The only one I was fooling here was myself.

The change in movement made me look more human but my proportions exactly matched the other SecUnits. I was good enough to fool humans who weren’t looking for me, since humans tend to ignore non-standard behavior in transitional public spaces. But anyone who had set out to find me, who was alert to the possibility of a rogue SecUnit, might not be fooled, and a simple scan calibrated to search for SecUnit size, height, and weight was certain to find me.

It was the logical choice, it was the obvious choice, and I would still rather peel my human skin off than do it.

I was going to have to do it.

*

After a lot of argument, we agreed the easiest change for the best result was to take two centimeters of length out of my legs and arms. It doesn’t sound like a big change, but it meant my physical proportions would no longer match Unit standard. It would change the way I walked, the way I moved. It made sense and I was fine with it.

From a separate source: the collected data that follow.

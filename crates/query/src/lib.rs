use std::{
    num::ParseIntError,
    str::{FromStr, SplitWhitespace},
};

use derive_more::Display;
use thiserror::Error;

pub type ParseResult<T> = Result<T, ParseError>;

/// 1-based index of a clone, as written in a query.
pub type CloneIndex = usize;

#[derive(Debug, Clone, Copy, Eq, PartialEq, Hash, Display)]
pub enum Verb {
    #[display(fmt = "learn")]
    Learn,
    #[display(fmt = "rollback")]
    Rollback,
    #[display(fmt = "relearn")]
    Relearn,
    #[display(fmt = "clone")]
    Clone,
    #[display(fmt = "check")]
    Check,
}

impl FromStr for Verb {
    type Err = ParseError;

    fn from_str(s: &str) -> ParseResult<Self> {
        match s {
            "learn" => Ok(Self::Learn),
            "rollback" => Ok(Self::Rollback),
            "relearn" => Ok(Self::Relearn),
            "clone" => Ok(Self::Clone),
            "check" => Ok(Self::Check),
            _ => Err(ParseError::UnknownVerb(s.to_string())),
        }
    }
}

#[derive(Debug, Clone, Eq, PartialEq, Error)]
pub enum ParseError {
    #[error("Got an empty query")]
    EmptyQuery,
    #[error("Unknown verb `{0}`")]
    UnknownVerb(String),
    #[error("`{verb}` expects an argument <{name}>")]
    MissingArgument { verb: Verb, name: &'static str },
    #[error("Argument <{name}> of `{verb}` should be an integer, but got `{text}`")]
    InvalidArgument {
        verb: Verb,
        name: &'static str,
        text: String,
        source: ParseIntError,
    },
}

/// A single parsed query line.
///
/// The `Display` form is the canonical text of the query, so
/// `parse_query(&q.to_string()) == Ok(q)`.
#[derive(Debug, Clone, Copy, Eq, PartialEq, Hash, Display)]
pub enum Query {
    #[display(fmt = "learn {} {}", clone, program)]
    Learn { clone: CloneIndex, program: i64 },
    #[display(fmt = "rollback {}", clone)]
    Rollback { clone: CloneIndex },
    #[display(fmt = "relearn {}", clone)]
    Relearn { clone: CloneIndex },
    #[display(fmt = "clone {}", clone)]
    Clone { clone: CloneIndex },
    #[display(fmt = "check {}", clone)]
    Check { clone: CloneIndex },
}

impl Query {
    pub fn verb(&self) -> Verb {
        match self {
            Query::Learn { .. } => Verb::Learn,
            Query::Rollback { .. } => Verb::Rollback,
            Query::Relearn { .. } => Verb::Relearn,
            Query::Clone { .. } => Verb::Clone,
            Query::Check { .. } => Verb::Check,
        }
    }

    pub fn clone_index(&self) -> CloneIndex {
        match *self {
            Query::Learn { clone, .. }
            | Query::Rollback { clone }
            | Query::Relearn { clone }
            | Query::Clone { clone }
            | Query::Check { clone } => clone,
        }
    }
}

impl FromStr for Query {
    type Err = ParseError;

    fn from_str(s: &str) -> ParseResult<Self> {
        parse_query(s)
    }
}

struct Arguments<'a> {
    verb: Verb,
    words: SplitWhitespace<'a>,
}

impl Arguments<'_> {
    fn next<T: FromStr<Err = ParseIntError>>(&mut self, name: &'static str) -> ParseResult<T> {
        let verb = self.verb;
        let text = self
            .words
            .next()
            .ok_or(ParseError::MissingArgument { verb, name })?;
        text.parse().map_err(|source| ParseError::InvalidArgument {
            verb,
            name,
            text: text.to_string(),
            source,
        })
    }
}

/// Parses a query of the form `<verb> <clone> [<program>]`.
///
/// Words are separated by any amount of whitespace. Arguments after the ones
/// the verb needs are ignored.
pub fn parse_query(input: &str) -> ParseResult<Query> {
    let mut words = input.split_whitespace();
    let verb: Verb = words.next().ok_or(ParseError::EmptyQuery)?.parse()?;
    let mut args = Arguments { verb, words };
    let clone = args.next("clone")?;
    let query = match verb {
        Verb::Learn => Query::Learn {
            clone,
            program: args.next("program")?,
        },
        Verb::Rollback => Query::Rollback { clone },
        Verb::Relearn => Query::Relearn { clone },
        Verb::Clone => Query::Clone { clone },
        Verb::Check => Query::Check { clone },
    };
    Ok(query)
}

Then ART said we also needed to change the code controlling my organic parts, so they could grow hair.

My first reaction to that was no fucking way. I had hair on my head, and eyebrows; that was a part of SecUnit configuration that was shared with sexbots, though the code controlling it kept SecUnit head hair short to keep it from interfering with the armor. The whole idea of constructs is that we look human, so we don’t make the clients uncomfortable with our appearance. (I could have told the company that the fact that SecUnits are terrifying killing machines does, in fact, make humans nervous regardless of what we look like, but nobody listens to me.) But the rest of my skin was hairless.

I told ART that I preferred it that way and extra hair would just draw unwanted attention. It replied that it meant the fine, sparse hair humans had on parts of their skin. ART had done some analysis and come up with a list of biological features that humans might notice subliminally. Hair was the only one we could change my underlying code to create, and ART proposed that it would make the joins between the organic and inorganic parts on my arms, legs, chest, and back look more like augments, the inorganic parts that humans had implanted for medical or other reasons. I pointed out that many humans or augmented humans had the hair on their bodies removed, for hygienic or cosmetic reasons and because who the hell wants it there anyway. ART countered that humans didn’t have to worry about being identified as SecUnits, so they could do whatever they wanted to their bodies.

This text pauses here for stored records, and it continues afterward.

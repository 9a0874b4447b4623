//! The walkthrough every implementation of the clone version system is
//! checked against: two clones sharing a history and diverging from it.

use crate::test;
use clones::{ProgramId, Result, VersionSystem};
use itertools::Itertools;

test!(
    walkthrough,
    r#"
    learn 1 1
    check 1
    learn 1 2
    check 1
    clone 1
    check 2
    learn 2 3
    check 2
    check 1
    rollback 1
    check 1
    relearn 1
    check 1
    rollback 2
    rollback 2
    check 2
    rollback 2
    check 2
    "#,
    r#"
    1
    2
    2
    3
    2
    1
    2
    1
    basic
    "#
);

test!(
    walkthrough_leaves_clone2_with_one_more_rollback,
    r#"
    learn 1 1
    learn 1 2
    clone 1
    learn 2 3
    rollback 2
    rollback 2
    rollback 2
    check 2
    relearn 2
    check 2
    relearn 2
    relearn 2
    check 2
    check 1
    "#,
    r#"
    basic
    1
    3
    2
    "#
);

fn programs(system: &VersionSystem, index: usize) -> Vec<i64> {
    system
        .get(index)
        .map(|clone| clone.programs().map(|p| p.0).collect_vec())
        .unwrap_or_default()
}

#[test]
fn walkthrough_step_by_step() -> Result<()> {
    let mut system = VersionSystem::new();

    system.learn(1, ProgramId(1))?;
    assert_eq!(programs(&system, 1), vec![1]);
    assert_eq!(system.check(1)?.as_deref(), Some("1"));

    system.learn(1, ProgramId(2))?;
    assert_eq!(programs(&system, 1), vec![2, 1]);
    assert_eq!(system.check(1)?.as_deref(), Some("2"));

    system.clone_from_index(1)?;
    assert_eq!(programs(&system, 2), vec![2, 1]);
    assert_eq!(system.check(2)?.as_deref(), Some("2"));

    system.learn(2, ProgramId(3))?;
    assert_eq!(programs(&system, 2), vec![3, 2, 1]);
    assert_eq!(system.check(2)?.as_deref(), Some("3"));
    assert_eq!(system.check(1)?.as_deref(), Some("2"));

    system.rollback(1)?;
    assert_eq!(programs(&system, 1), vec![1]);
    assert_eq!(system.check(1)?.as_deref(), Some("1"));

    system.relearn(1)?;
    assert_eq!(programs(&system, 1), vec![2, 1]);
    assert_eq!(system.check(1)?.as_deref(), Some("2"));

    system.rollback(2)?;
    system.rollback(2)?;
    assert_eq!(programs(&system, 2), vec![1]);
    assert_eq!(system.check(2)?.as_deref(), Some("1"));
    system.rollback(2)?;
    assert_eq!(programs(&system, 2), Vec::<i64>::new());
    assert_eq!(system.check(2)?.as_deref(), Some("basic"));
    Ok(())
}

I still wanted to argue, because I didn’t want to agree with anything ART said right now. But it seemed minor in comparison to removing two centimeters of synthetic bone and metal from my legs and arms, and changing the code for how my organic parts would grow around them.

ART had an alternate, more drastic plan that included giving me sex-related parts, and I told it that was absolutely not an option. I didn’t have any parts related to sex and I liked it that way. I had seen humans have sex on the entertainment feed and on my contracts, when I had been required to record everything the clients said and did. No, thank you, no. No.

But I did ask it to make an alteration to the dataport in the back of my neck. It was a vulnerable point, and I didn’t want to miss the opportunity to take care of it.